*** PROVIDED DATA ***

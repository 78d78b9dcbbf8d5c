//! Per-country totals over valued items

use crate::utils::{round2, round_to};
use crate::valuation::{percentage_gain, GainClass, ValuedItem};

/// Aggregate figures for one country report
#[derive(Debug, Clone, Copy, PartialEq, Default)]
pub struct Totals {
    pub stock: f64,
    pub expense: f64,
    pub value: f64,
    pub absolute_gain: f64,
    /// `None` when the total value is zero
    pub percentage_gain: Option<f64>,
    /// Items without a current value, counted into `value` at their expense
    pub priced_at_cost: usize,
}

impl Totals {
    pub fn from_items(items: &[ValuedItem<'_>]) -> Self {
        let mut stock = 0.0;
        let mut expense = 0.0;
        let mut value = 0.0;
        let mut priced_at_cost = 0;

        for valued in items {
            let v = &valued.valuation;
            stock += valued.item.stock;
            expense += v.expense;
            match v.current_value {
                Some(current) => value += current,
                None => {
                    value += v.expense;
                    priced_at_cost += 1;
                }
            }
        }

        Self {
            stock: round2(stock),
            expense: round2(expense),
            value: round2(value),
            absolute_gain: round2(value - expense),
            percentage_gain: percentage_gain(expense, value).map(|p| round_to(p, 2)),
            priced_at_cost,
        }
    }

    pub fn class(&self) -> GainClass {
        GainClass::of(Some(self.absolute_gain))
    }
}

***

Copy out only the lines of the records above from the one with "let mut stock = 0.0;" through the one with "percentage_gain: percentage_gain(expense, value).map(|p|", exactly as they stand, both included.

THE COMPLETED TASK →
        let mut stock = 0.0;
        let mut expense = 0.0;
        let mut value = 0.0;
        let mut priced_at_cost = 0;

        for valued in items {
            let v = &valued.valuation;
            stock += valued.item.stock;
            expense += v.expense;
            match v.current_value {
                Some(current) => value += current,
                None => {
                    value += v.expense;
                    priced_at_cost += 1;
                }
            }
        }

        Self {
            stock: round2(stock),
            expense: round2(expense),
            value: round2(value),
            absolute_gain: round2(value - expense),
            percentage_gain: percentage_gain(expense, value).map(|p| round_to(p, 2)),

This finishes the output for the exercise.